*** Opening AVAILABLE DATA ***
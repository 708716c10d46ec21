//! CLI Exit Code Registry
//!
//! Single source of truth for `ruckstats` exit codes. Scripts and cron jobs
//! rely on them.
//!
//! | Code | Meaning                                                  |
//! |------|----------------------------------------------------------|
//! | 0    | Success                                                  |
//! | 1    | Ingestion or upload failed (workbook, sheet, store)       |
//! | 2    | Usage error (bad args, unreadable config or upload file) |

/// Success - command completed without errors.
pub const EXIT_SUCCESS: u8 = 0;

/// Ingestion failed. Rows written before the failure stay in the store.
pub const EXIT_ERROR: u8 = 1;

/// Usage error - bad arguments, config that cannot be loaded, missing file.
pub const EXIT_USAGE: u8 = 2;
//! Stylesheet compilation: dialect dispatch, minification and escaping

use crate::error::{InlineError, Result};
use crate::escape::{escape_style, strip_line_breaks};
use crate::path_resolver::join_lexically;
use crate::types::{ResourceReference, StyleDialect, DEFAULT_LESS_PATH};
use crate::InlineOptions;
use lightningcss::stylesheet::{MinifyOptions, ParserOptions, PrinterOptions, StyleSheet};
use std::ffi::OsString;
use std::io::Write;
use std::path::{Path, PathBuf};
use std::process::{Command, Stdio};

#[cfg(windows)]
const PATH_LIST_SEPARATOR: &str = ";";
#[cfg(not(windows))]
const PATH_LIST_SEPARATOR: &str = ":";

/// Turns the raw content of a style resource into the text placed inside `styles: ['...']`
pub struct StyleCompiler<'a> {
    options: &'a InlineOptions,
    target_dir: Option<&'a Path>,
}

impl<'a> StyleCompiler<'a> {
    pub fn new(options: &'a InlineOptions, target_dir: Option<&'a Path>) -> Self {
        Self { options, target_dir }
    }

    /// Compile, normalize and escape one resource
    pub fn process(&self, reference: &ResourceReference, source: String) -> Result<String> {
        let css = self.compile(reference, source)?;
        let normalized = if self.options.compress {
            minify_css(&css, &reference.path)
        } else {
            strip_line_breaks(&css)
        };
        Ok(escape_style(&normalized))
    }

    /// Dispatch on the dialect. Plain CSS and unknown types pass through untouched.
    pub fn compile(&self, reference: &ResourceReference, source: String) -> Result<String> {
        match reference.dialect {
            StyleDialect::Scss => compile_scss(&source, &reference.path, &self.options.include_paths),
            StyleDialect::Less => self.compile_less(reference, &source),
            StyleDialect::Css => Ok(source),
            StyleDialect::Unsupported => {
                log::warn!("No compiler for '{}', inlining as-is", reference.url);
                Ok(source)
            }
        }
    }

    /// File name reported to the LESS compiler for diagnostics and relative imports
    pub fn less_filename(&self, reference: &ResourceReference) -> PathBuf {
        match self.target_dir {
            Some(dir) => join_lexically(dir, Path::new(&reference.stem)),
            None => PathBuf::from(&reference.stem),
        }
    }

    /// Arguments for the LESS executable; the source itself is piped on stdin.
    pub fn less_arguments(&self, reference: &ResourceReference) -> Vec<OsString> {
        let base = if self.options.base.is_empty() {
            DEFAULT_LESS_PATH
        } else {
            self.options.base.as_str()
        };

        let mut search_paths = vec![base.to_string()];
        if let Some(dir) = self.less_filename(reference).parent() {
            if !dir.as_os_str().is_empty() {
                search_paths.push(dir.display().to_string());
            }
        }

        let mut args = vec![OsString::from(format!(
            "--include-path={}",
            search_paths.join(PATH_LIST_SEPARATOR)
        ))];
        if self.options.compress {
            args.push(OsString::from("--compress"));
        }
        args.push(OsString::from("-"));
        args
    }

    fn compile_less(&self, reference: &ResourceReference, source: &str) -> Result<String> {
        let filename = self.less_filename(reference);
        let command = &self.options.less_command;
        let args = self.less_arguments(reference);
        log::debug!("Running {} {:?} for {}", command, args, filename.display());

        let mut child = Command::new(command)
            .args(&args)
            .stdin(Stdio::piped())
            .stdout(Stdio::piped())
            .stderr(Stdio::piped())
            .spawn()
            .map_err(|e| {
                InlineError::compile(
                    StyleDialect::Less,
                    &filename,
                    format!("failed to run '{}': {}", command, e),
                )
            })?;

        if let Some(mut stdin) = child.stdin.take() {
            stdin.write_all(source.as_bytes()).map_err(|e| {
                InlineError::compile(StyleDialect::Less, &filename, format!("failed to write source: {}", e))
            })?;
        }

        let output = child.wait_with_output()?;
        if !output.status.success() {
            let stderr = String::from_utf8_lossy(&output.stderr);
            return Err(InlineError::compile(StyleDialect::Less, &filename, stderr.trim()));
        }

        String::from_utf8(output.stdout)
            .map_err(|e| InlineError::compile(StyleDialect::Less, &filename, e.to_string()))
    }
}

/// Compile SCSS. The file's own directory is searched before the configured include paths.
pub fn compile_scss(source: &str, path: &Path, include_paths: &[String]) -> Result<String> {
    let mut load_paths: Vec<PathBuf> = Vec::with_capacity(include_paths.len() + 1);
    if let Some(dir) = path.parent() {
        if !dir.as_os_str().is_empty() {
            load_paths.push(dir.to_path_buf());
        }
    }
    load_paths.extend(include_paths.iter().map(PathBuf::from));

    let options = grass::Options::default().load_paths(&load_paths);
    grass::from_string(source.to_string(), &options)
        .map_err(|e| InlineError::compile(StyleDialect::Scss, path, e.to_string()))
}

/// Minify CSS. Input the minifier cannot handle is kept with only its line breaks removed.
pub fn minify_css(css: &str, path: &Path) -> String {
    match try_minify_css(css, path) {
        Ok(minified) => minified,
        Err(e) => {
            log::warn!("Not minifying {}: {}", path.display(), e);
            strip_line_breaks(css)
        }
    }
}

fn try_minify_css(css: &str, path: &Path) -> Result<String> {
    let parser_options = ParserOptions {
        filename: path.display().to_string(),
        ..ParserOptions::default()
    };
    let mut stylesheet = StyleSheet::parse(css, parser_options)
        .map_err(|e| InlineError::compile(StyleDialect::Css, path, e.to_string()))?;

    stylesheet
        .minify(MinifyOptions::default())
        .map_err(|e| InlineError::compile(StyleDialect::Css, path, e.to_string()))?;

    let printed = stylesheet
        .to_css(PrinterOptions {
            minify: true,
            ..PrinterOptions::default()
        })
        .map_err(|e| InlineError::compile(StyleDialect::Css, path, e.to_string()))?;

    Ok(printed.code)
}

#[cfg(test)]
mod tests {
    use super::*;
    use crate::path_resolver::UrlClassifier;
    use std::fs;
    use tempfile::TempDir;

    fn reference(url: &str, options: &InlineOptions, target_dir: Option<&Path>) -> ResourceReference {
        UrlClassifier::new().reference(url, options, target_dir)
    }

    #[test]
    fn test_css_passes_through_without_line_breaks() {
        let options = InlineOptions::default();
        let compiler = StyleCompiler::new(&options, None);
        let css = compiler
            .process(&reference("a.css", &options, None), "body {\n color: red;\n}".to_string())
            .unwrap();
        assert_eq!(css, "body { color: red;}");
    }

    #[test]
    fn test_unsupported_type_passes_through() {
        let options = InlineOptions::default();
        let compiler = StyleCompiler::new(&options, None);
        let raw = "raw\r\ncontent 'quoted'";
        let css = compiler.process(&reference("theme.styl", &options, None), raw.to_string()).unwrap();
        assert_eq!(css, r"rawcontent \'quoted\'");
    }

    #[test]
    fn test_compress_minifies() {
        let options = InlineOptions {
            compress: true,
            ..InlineOptions::default()
        };
        let compiler = StyleCompiler::new(&options, None);
        let css = compiler
            .process(&reference("a.css", &options, None), "body {\n color: red;\n}\n".to_string())
            .unwrap();
        assert_eq!(css, "body{color:red}");
    }

    #[test]
    fn test_compress_keeps_css_the_minifier_rejects() {
        let options = InlineOptions {
            compress: true,
            ..InlineOptions::default()
        };
        let compiler = StyleCompiler::new(&options, None);
        let css = compiler
            .process(&reference("a.css", &options, None), ".ie {\n  *zoom: 1;\n  _height: 1px;\n}\n".to_string())
            .unwrap();
        assert_eq!(css, ".ie {  *zoom: 1;  _height: 1px;}");

        let css = compiler
            .process(&reference("b.css", &options, None), "a..b { color: red }".to_string())
            .unwrap();
        assert_eq!(css, "a..b { color: red }");
    }

    #[test]
    fn test_compress_keeps_unsupported_type() {
        let options = InlineOptions {
            compress: true,
            ..InlineOptions::default()
        };
        let compiler = StyleCompiler::new(&options, None);
        let css = compiler
            .process(&reference("a.styl", &options, None), "body\n  color red\n".to_string())
            .unwrap();
        assert_eq!(css, "body  color red");
    }

    #[test]
    fn test_minify_css_falls_back_to_input() {
        assert_eq!(minify_css("p {\n  margin: 0;\n}", Path::new("p.css")), "p{margin:0}");
        assert_eq!(
            minify_css(".ie { *zoom: 1; _height: 1px; }\n", Path::new("ie.css")),
            ".ie { *zoom: 1; _height: 1px; }"
        );
    }

    #[test]
    fn test_compile_scss() {
        let css = compile_scss("$accent: red;\n.btn { color: $accent; }", Path::new("btn.scss"), &[]).unwrap();
        assert!(css.contains(".btn"));
        assert!(css.contains("color: red;"));
    }

    #[test]
    fn test_compile_scss_uses_include_paths() {
        let temp_dir = TempDir::new().unwrap();
        let shared = temp_dir.path().join("shared");
        fs::create_dir(&shared).unwrap();
        fs::write(shared.join("_vars.scss"), "$gap: 4px;").unwrap();

        let css = compile_scss(
            "@import \"vars\";\n.row { margin: $gap; }",
            &temp_dir.path().join("app").join("row.scss"),
            &[shared.display().to_string()],
        )
        .unwrap();
        assert!(css.contains("margin: 4px;"));
    }

    #[test]
    fn test_compile_scss_error() {
        let result = compile_scss(".a { color: $missing; }", Path::new("broken.scss"), &[]);
        match result {
            Err(InlineError::Compile { dialect, path, .. }) => {
                assert_eq!(dialect, StyleDialect::Scss);
                assert_eq!(path, "broken.scss");
            }
            other => panic!("Expected SCSS compile error, got {:?}", other),
        }
    }

    #[test]
    fn test_less_arguments() {
        let options = InlineOptions {
            base: "/project".to_string(),
            compress: true,
            ..InlineOptions::default()
        };
        let target = Path::new("/project/src/app");
        let compiler = StyleCompiler::new(&options, Some(target));
        let reference = reference("./theme/button.less", &options, Some(target));

        assert_eq!(compiler.less_filename(&reference), PathBuf::from("/project/src/app/theme/button"));

        let args = compiler.less_arguments(&reference);
        let expected_paths = format!("/project{}/project/src/app/theme", PATH_LIST_SEPARATOR);
        assert_eq!(args[0], OsString::from(format!("--include-path={}", expected_paths)));
        assert_eq!(args[1], OsString::from("--compress"));
        assert_eq!(args.last(), Some(&OsString::from("-")));
    }

    #[test]
    fn test_less_without_target_dir_uses_stem() {
        let options = InlineOptions::default();
        let compiler = StyleCompiler::new(&options, None);
        let reference = reference("button.less", &options, None);

        assert_eq!(compiler.less_filename(&reference), PathBuf::from("button"));
        assert_eq!(
            compiler.less_arguments(&reference),
            vec![OsString::from("--include-path=./"), OsString::from("-")]
        );
    }

    #[test]
    fn test_less_missing_compiler() {
        let options = InlineOptions {
            less_command: "nginline-test-no-such-lessc".to_string(),
            ..InlineOptions::default()
        };
        let compiler = StyleCompiler::new(&options, None);
        let result = compiler.compile(&reference("a.less", &options, None), "@c: red;".to_string());

        match result {
            Err(InlineError::Compile { dialect, message, .. }) => {
                assert_eq!(dialect, StyleDialect::Less);
                assert!(message.contains("failed to run"));
            }
            other => panic!("Expected LESS compile error, got {:?}", other),
        }
    }
}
*** Closing AVAILABLE DATA ***
TASK TO CARRY OUT
Gather up the lines containing the word "quoted" from these records and copy them.

RESULT
        let raw = "raw\r\ncontent 'quoted'";
        assert_eq!(css, r"rawcontent \'quoted\'");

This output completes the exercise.